Problem Statement: Byzantine Generals
Problem(BGP)
The setting: There are n generals, one of them the
commanding general. Generals can send (and receive) messages from
other generals.
The problem: Develop a communication protocol for the
commanding general to send an order to the n-1 lieutenant
generals so that
- All loyal lieutenants obey the same order
- If the commanding general is loyal, every loyal
lieutenant obeys the order he sends.
Adversary: Any of the generals could be traitors
i.e., could send inconsistent messages regarding the order to
other generals.
Impossibility Results
- For n = 3 generals and 1 traitor, there is no solution
(protocol). This is because a loyal lieutenant cannot
distinguish who is the traitor when he gets conflicting
information from the commander and the other lieutenant.
Let's call this the 3-Generals Problem.
- BGP for n < 3m+1 generals and m traitors can be
reduced to the 3 - generals problem, with each of the
Byzantine generals simulating at most m lieutenants and
taking the same decision as the loyal lieutenants they
simulate. Thus BGP for n < 3m+1 and m traitors is not
solvable.
- Reaching approximation is as hard as reaching agreement.
I. A solution with oral messages for n > 3m
A solution for BGP with n > 3m and upto m traitors, is
given.
Oral message system properties:
- A1. Every message that is sent is delivered
correctly. -> No message loss.
- A2. The receiver of a message knows who sent it.
-> Completely connected network with reliable
links(due to A1).
- A3. The absence of a message can be detected. ->
Synchronous system only.
Every general can send a message to every other general.
Solution in brief:
- uses a function majority which takes in a
set of values and returns the value that is the majority
among them (a possible implementation - median of the
values).
- uses 'rounds' in each of which a general
broadcasts the value he has received in the earler round
to all the other generals through whom the value has not
passed before he received it.
- when returning from the round, for each j,
any two loyal lieutenants receive the same vector of
values {v1, ... v(n-1)}. As the majority of the loyal
lieutenants' values in these is ensured, applying the
majority function on {v1, ... v(n-1)} to obtain vn
preserves the above fact (that any two loyal lieutenants
receive the same vector of values {v1, ... vn}). This
ensures that BGP is solved.
Note: If the commander
is not a traitor, we can be done in 2 rounds. If the commander is
a traitor, you may need upto m+1 rounds.
II. A solution with (unforgable) signed messages
The difficulty of BGP is in the ability of a traitor
lieutenant to lie about the commander's order. If we can restrict
this ability by making the following assumptions, BGP is solvable
with any number of traitors as long as their maximum number
is known.
Signed messages:
- A4. In addition to the 3 assumptions made in the solution
with oral messages, we add the following assumption.

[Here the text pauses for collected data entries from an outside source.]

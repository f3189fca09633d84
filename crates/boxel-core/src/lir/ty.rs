use std::fmt::{self, Formatter};

use itertools::Itertools;

#[derive(Debug, Clone, PartialEq, Eq, Hash)]
pub enum Ty {
    I1,
    I8,
    I32,
    I64,
    F64,
    Ptr(Box<Ty>),
    Array(Box<Ty>, u64),
    /// A named struct with no fields refers to the type definition of that
    /// name; bodies live in `LirProgram::type_definitions`.
    Struct {
        fields: Vec<Ty>,
        packed: bool,
        name: Option<String>,
    },
    Function {
        return_type: Box<Ty>,
        param_types: Vec<Ty>,
        is_variadic: bool,
    },
    Void,
}

impl Ty {
    /// Reference to the named type definition `name`.
    pub fn named(name: impl Into<String>) -> Self {
        Ty::Struct {
            fields: Vec::new(),
            packed: false,
            name: Some(name.into()),
        }
    }

    pub fn ptr_to(&self) -> Ty {
        Ty::Ptr(Box::new(self.clone()))
    }

    pub fn pointee(&self) -> Option<&Ty> {
        match self {
            Ty::Ptr(inner) => Some(inner),
            _ => None,
        }
    }

    pub fn function(return_type: Ty, param_types: Vec<Ty>) -> Self {
        Ty::Function {
            return_type: Box::new(return_type),
            param_types,
            is_variadic: false,
        }
    }

    pub fn struct_name(&self) -> Option<&str> {
        match self {
            Ty::Struct { name, .. } => name.as_deref(),
            _ => None,
        }
    }

    pub fn is_pointer(&self) -> bool {
        matches!(self, Ty::Ptr(_))
    }

    pub fn is_bool(&self) -> bool {
        matches!(self, Ty::I1)
    }

    pub fn is_void(&self) -> bool {
        matches!(self, Ty::Void)
    }
}

impl fmt::Display for Ty {
    fn fmt(&self, f: &mut Formatter<'_>) -> fmt::Result {
        match self {
            Ty::I1 => write!(f, "i1"),
            Ty::I8 => write!(f, "i8"),
            Ty::I32 => write!(f, "i32"),
            Ty::I64 => write!(f, "i64"),
            Ty::F64 => write!(f, "f64"),
            Ty::Void => write!(f, "void"),
            Ty::Ptr(inner) => write!(f, "ptr {}", inner),
            Ty::Array(inner, count) => write!(f, "[{} x {}]", count, inner),
            Ty::Struct {
                fields,
                packed,
                name,
            } => match name {
                Some(name) => write!(f, "%{}", name),
                None if *packed => write!(f, "<{{ {} }}>", fields.iter().join(", ")),
                None => write!(f, "{{ {} }}", fields.iter().join(", ")),
            },
            Ty::Function {
                return_type,
                param_types,
                is_variadic,
            } => {
                let mut params = param_types.iter().map(|ty| ty.to_string()).collect_vec();
                if *is_variadic {
                    params.push("...".into());
                }
                write!(f, "fn({}) -> {}", params.join(", "), return_type)
            }
        }
    }
}

#[cfg(test)]
mod tests {
    use super::*;

    #[test]
    fn displays_textual_syntax() {
        let value = Ty::named("struct.vm.Value");
        assert_eq!(value.ptr_to().to_string(), "ptr %struct.vm.Value");
        assert_eq!(Ty::Array(Box::new(Ty::I8), 6).to_string(), "[6 x i8]");
        assert_eq!(
            Ty::function(Ty::Void, vec![Ty::named("ctx").ptr_to(), Ty::I32]).to_string(),
            "fn(ptr %ctx, i32) -> void"
        );
        let anonymous = Ty::Struct {
            fields: vec![Ty::I32, Ty::F64],
            packed: true,
            name: None,
        };
        assert_eq!(anonymous.to_string(), "<{ i32, f64 }>");
    }

    #[test]
    fn pointee_unwraps_one_level() {
        let ptr = Ty::F64.ptr_to().ptr_to();
        assert_eq!(ptr.pointee(), Some(&Ty::Ptr(Box::new(Ty::F64))));
        assert_eq!(Ty::F64.pointee(), None);
    }
}
use std::fs;
use std::path::PathBuf;

use boxel_core::lir::LirProgram;
use boxel_core::mir::{BlockId, Module, Stmt};
use boxel_core::pretty::{pretty, PrettyOptions};
use boxel_core::RuntimeDefinition;
use pretty_assertions::assert_eq;

fn repo_file(relative: &str) -> PathBuf {
    PathBuf::from(env!("CARGO_MANIFEST_DIR"))
        .join("../..")
        .join(relative)
}

fn demo(name: &str) -> Module {
    let text = fs::read_to_string(repo_file(&format!("demos/{}", name))).unwrap();
    serde_json::from_str(&text).unwrap()
}

#[test]
fn branch_demo_decodes() {
    let module = demo("branch.json");
    let pick = &module.functions[0];
    assert_eq!(pick.name.as_deref(), Some("pick"));
    assert_eq!(pick.temp_count, 2);

    let successors: Vec<_> = pick
        .basic_blocks
        .iter()
        .map(|block| block.terminator().map(Stmt::successors).unwrap_or_default())
        .collect();
    assert_eq!(
        successors,
        vec![
            vec![BlockId(1), BlockId(2)],
            vec![BlockId(3)],
            vec![BlockId(3)],
            vec![],
        ]
    );
}

#[test]
fn dynamic_demo_pretty_prints() {
    let module = demo("dynamic.json");
    let text = pretty(&module, PrettyOptions::default()).to_string();

    assert!(text.starts_with("mir::Module {\n"));
    assert!(text.contains("fn#0 greet { temps: 1 } {"));
    assert!(text.contains("eval call console.log((\"hello, \" + arg0))"));
    assert!(text.contains("t0 = arg0[0.0]"));
    assert!(text.contains("fn#1 <anonymous> { temps: 0 } {"));
    assert!(text.contains("eval closure fn#0"));
}

#[test]
fn shipped_runtime_matches_bundled_copy() {
    let on_disk = RuntimeDefinition::load(repo_file("runtime/boxel_runtime.json")).unwrap();
    assert_eq!(on_disk, RuntimeDefinition::bundled().unwrap());

    let mut program = LirProgram::default();
    on_disk.link_into(&mut program).unwrap();
    assert_eq!(program.type_definitions.len(), 3);
    assert_eq!(program.externals.len(), 9);
}
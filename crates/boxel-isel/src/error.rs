pub use boxel_core::error::{Error, Result};

/// Create an untyped instruction-selection error.
pub fn isel_error(message: impl Into<String>) -> Error {
    Error::Generic(message.into())
}

/// Return early with an instruction-selection error.
///
/// Accepts either an [`Error`] value or a format string.
#[macro_export]
macro_rules! isel_bail {
    ($fmt:literal $(, $arg:expr)* $(,)?) => {
        return Err($crate::error::isel_error(format!($fmt $(, $arg)*)))
    };
    ($err:expr) => {
        return Err($err)
    };
}

/// Ensure a condition holds, or return the given error.
#[macro_export]
macro_rules! isel_ensure {
    ($cond:expr, $($rest:tt)+) => {
        if !($cond) {
            $crate::isel_bail!($($rest)+);
        }
    };
}
//! CLI configuration and settings management

use std::path::{Path, PathBuf};

use boxel_core::pretty::PrettyOptions;
use boxel_isel::IselOptions;
use serde::{Deserialize, Serialize};

use crate::{CliError, Result};

/// File name looked up in the working directory when `--config` is absent.
pub const DEFAULT_CONFIG_FILE: &str = "boxel.toml";

/// CLI configuration loaded from `boxel.toml`.
#[derive(Debug, Clone, Default, PartialEq, Serialize, Deserialize)]
#[serde(default, deny_unknown_fields)]
pub struct CliConfig {
    pub runtime: RuntimeConfig,
    /// Lowering session options
    pub lowering: IselOptions,
    pub output: OutputConfig,
}

#[derive(Debug, Clone, Default, PartialEq, Serialize, Deserialize)]
#[serde(default, deny_unknown_fields)]
pub struct RuntimeConfig {
    /// Runtime definition artifact; the bundled one is used when unset.
    pub path: Option<PathBuf>,
}

#[derive(Debug, Clone, PartialEq, Serialize, Deserialize)]
#[serde(default, deny_unknown_fields)]
pub struct OutputConfig {
    pub show_types: bool,
    pub indent_size: usize,
    pub diagnostics: DiagnosticStyle,
}

#[derive(Debug, Clone, Copy, Default, PartialEq, Eq, Serialize, Deserialize)]
#[serde(rename_all = "lowercase")]
pub enum DiagnosticStyle {
    #[default]
    Pretty,
    Plain,
}

impl Default for OutputConfig {
    fn default() -> Self {
        let pretty = PrettyOptions::default();
        Self {
            show_types: pretty.show_types,
            indent_size: pretty.indent_size,
            diagnostics: DiagnosticStyle::Pretty,
        }
    }
}

impl OutputConfig {
    pub fn pretty_options(&self) -> PrettyOptions {
        PrettyOptions {
            indent_size: self.indent_size,
            show_types: self.show_types,
        }
    }
}

impl CliConfig {
    /// Load configuration from `config_path`, or from `boxel.toml` in the
    /// working directory when it exists, falling back to defaults.
    pub fn load(config_path: Option<&Path>) -> Result<Self> {
        match config_path {
            Some(path) => Self::load_from_file(path),
            None => {
                let local = Path::new(DEFAULT_CONFIG_FILE);
                if local.is_file() {
                    Self::load_from_file(local)
                } else {
                    Ok(Self::default())
                }
            }
        }
    }

    /// Load configuration from a specific file
    pub fn load_from_file(path: &Path) -> Result<Self> {
        let content = std::fs::read_to_string(path).map_err(|e| {
            CliError::Config(format!(
                "Failed to read config file {}: {}",
                path.display(),
                e
            ))
        })?;

        let mut config: Self = toml::from_str(&content).map_err(|e| {
            CliError::Config(format!(
                "Failed to parse config file {}: {}",
                path.display(),
                e
            ))
        })?;
        config.resolve_relative_paths(path);
        tracing::debug!(path = %path.display(), "loaded configuration");
        Ok(config)
    }

    /// Runtime paths in a config file are relative to that file.
    fn resolve_relative_paths(&mut self, config_path: &Path) {
        let base = config_path.parent().unwrap_or_else(|| Path::new(""));
        if let Some(runtime) = self.runtime.path.as_mut() {
            if runtime.is_relative() {
                *runtime = base.join(&*runtime);
            }
        }
    }
}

- A loyal general's signature cannot be forged, any
alteration can be detected. -> can drop a
message, but can't change it
- Any one can verify the authenticity of a
signature. -> no one can fool a general
Again, assume a fully connected message graph among the
generals.
Solution in brief:
Uses a majority-like function called choice.
The solution:
- the commander sends a signed order to
lieutenants
- if a lieutenant receives an order from
some one (either from commander directly, or from other
lieutenants), he verifies it and then puts it in a set V
if it's not already there. Relay the order if there are
less than m distinct signatures on the order.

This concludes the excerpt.